[Source records]
___

//! Non-fatal findings collected while resolving a document.
//!
//! Every condition except an unreadable top-level document degrades to a
//! diagnostic. They are gathered per run and handed back with the graph.

use std::collections::HashSet;

use serde::Serialize;
use tracing::warn;

/// Severity level for diagnostics.
#[derive(Debug, Clone, Copy, PartialEq, Eq, Hash, Serialize)]
#[serde(rename_all = "lowercase")]
pub enum Severity {
    Error,
    Warning,
}

/// What went wrong.
#[derive(Debug, Clone, Copy, PartialEq, Eq, Hash, Serialize)]
#[serde(rename_all = "snake_case")]
pub enum DiagnosticKind {
    /// A pointer that does not lead to any definition.
    MalformedReference,
    /// An external document could not be read.
    FetchFailed,
    /// Two different payloads imported under the same definition name.
    DuplicateDefinition,
    /// A property name seen twice while building one node.
    DuplicateProperty,
    /// A property schema without `type`, `format`, `$ref` or `items`.
    MissingType,
    /// A `format` with no entry in the format table.
    UnmappedFormat,
}

impl DiagnosticKind {
    pub fn severity(&self) -> Severity {
        match self {
            DiagnosticKind::MalformedReference | DiagnosticKind::FetchFailed => Severity::Error,
            _ => Severity::Warning,
        }
    }

    /// Stable short code used in text output.
    pub fn code(&self) -> &'static str {
        match self {
            DiagnosticKind::MalformedReference => "E001",
            DiagnosticKind::FetchFailed => "E002",
            DiagnosticKind::DuplicateDefinition => "W001",
            DiagnosticKind::DuplicateProperty => "W002",
            DiagnosticKind::MissingType => "W003",
            DiagnosticKind::UnmappedFormat => "W004",
        }
    }
}

/// A single diagnostic message.
#[derive(Debug, Clone, PartialEq, Eq, Serialize)]
pub struct Diagnostic {
    pub severity: Severity,
    pub kind: DiagnosticKind,
    pub code: String,
    /// Pointer or resource name the finding is about.
    pub location: String,
    pub message: String,
}

impl std::fmt::Display for Diagnostic {
    fn fmt(&self, f: &mut std::fmt::Formatter<'_>) -> std::fmt::Result {
        write!(f, "[{}] {}: {}", self.code, self.location, self.message)
    }
}

/// Collector with per-key deduplication.
#[derive(Debug, Default)]
pub struct Diagnostics {
    items: Vec<Diagnostic>,
    seen: HashSet<(DiagnosticKind, String)>,
}

impl Diagnostics {
    pub fn new() -> Self {
        Self::default()
    }

    /// Record a finding. Identical `(kind, location, message)` triples are
    /// only kept once.
    pub fn push(
        &mut self,
        kind: DiagnosticKind,
        location: impl Into<String>,
        message: impl Into<String>,
    ) {
        let location = location.into();
        let message = message.into();
        let key = format!("{}\u{0}{}", location, message);
        self.push_keyed(kind, key, location, message);
    }

    /// Record a finding at most once per `(kind, key)`, whatever its location.
    pub fn push_once(
        &mut self,
        kind: DiagnosticKind,
        key: impl Into<String>,
        location: impl Into<String>,
        message: impl Into<String>,
    ) {
        self.push_keyed(kind, key.into(), location.into(), message.into());
    }

    fn push_keyed(&mut self, kind: DiagnosticKind, key: String, location: String, message: String) {
        if !self.seen.insert((kind, key)) {
            return;
        }
        warn!(code = kind.code(), %location, "{}", message);
        self.items.push(Diagnostic {
            severity: kind.severity(),
            kind,
            code: kind.code().to_string(),
            location,
            message,
        });
    }

    pub fn iter(&self) -> impl Iterator<Item = &Diagnostic> {
        self.items.iter()
    }

    pub fn len(&self) -> usize {
        self.items.len()
    }

    pub fn is_empty(&self) -> bool {
        self.items.is_empty()
    }

    pub fn count(&self, kind: DiagnosticKind) -> usize {
        self.items.iter().filter(|d| d.kind == kind).count()
    }

    pub fn has_errors(&self) -> bool {
        self.items.iter().any(|d| d.severity == Severity::Error)
    }

    /// Hand over everything collected so far and start afresh.
    pub fn take(&mut self) -> Vec<Diagnostic> {
        self.seen.clear();
        std::mem::take(&mut self.items)
    }

    pub fn clear(&mut self) {
        self.items.clear();
        self.seen.clear();
    }
}
//! Error types for document loading and configuration.
//!
//! Only failures that stop a run live here. Everything the engine can work
//! around is reported as a [`crate::Diagnostic`] instead.

use std::path::PathBuf;
use thiserror::Error;

/// Errors while reading a schema document.
///
/// Fatal when raised for the top-level input; for external documents the
/// resolver downgrades them to a `FetchFailed` diagnostic.
#[derive(Debug, Error)]
pub enum LoadError {
    // IO errors (exit code 3)
    #[error("file not found: {path}")]
    FileNotFound { path: PathBuf },

    #[error("cannot read {path}: {source}")]
    ReadError {
        path: PathBuf,
        #[source]
        source: std::io::Error,
    },

    #[cfg(feature = "remote")]
    #[error("failed to fetch {url}: {source}")]
    NetworkError {
        url: String,
        #[source]
        source: reqwest::Error,
    },

    #[error("cannot fetch {url}: HTTP fetching requires the 'remote' feature")]
    RemoteDisabled { url: String },

    // Parse errors (exit code 2)
    #[error("{locator} is neither JSON nor YAML: {message}")]
    InvalidDocument { locator: String, message: String },

    #[error("{locator} does not contain an object at its root")]
    NotAnObject { locator: String },
}

impl LoadError {
    /// Returns the exit code for this error type.
    pub fn exit_code(&self) -> i32 {
        match self {
            LoadError::FileNotFound { .. }
            | LoadError::ReadError { .. }
            | LoadError::RemoteDisabled { .. } => 3,
            #[cfg(feature = "remote")]
            LoadError::NetworkError { .. } => 3,
            _ => 2,
        }
    }
}

/// Errors in the injected graph configuration.
#[derive(Debug, Error)]
pub enum ConfigError {
    #[error("invalid prefix pattern \"{pattern}\": {source}")]
    InvalidPrefixPattern {
        pattern: String,
        #[source]
        source: regex::Error,
    },

    #[error("cannot load configuration: {0}")]
    Load(#[from] LoadError),

    #[error("invalid configuration in {locator}: {source}")]
    InvalidConfig {
        locator: String,
        #[source]
        source: serde_json::Error,
    },
}

impl ConfigError {
    /// Returns the exit code for this error type.
    pub fn exit_code(&self) -> i32 {
        match self {
            ConfigError::Load(e) => e.exit_code(),
            _ => 2,
        }
    }
}

/// Errors from [`crate::analyze`].
#[derive(Debug, Error)]
pub enum AnalyzeError {
    #[error(transparent)]
    Load(#[from] LoadError),

    #[error(transparent)]
    Config(#[from] ConfigError),
}

impl AnalyzeError {
    /// Returns the exit code for this error type.
    pub fn exit_code(&self) -> i32 {
        match self {
            AnalyzeError::Load(e) => e.exit_code(),
            AnalyzeError::Config(e) => e.exit_code(),
        }
    }
}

___

### PROBLEM STATEMENT
Among the entries, count the lines that hold "FetchFailed". Reply with the count only.

### OUTPUT OF THE TASK
4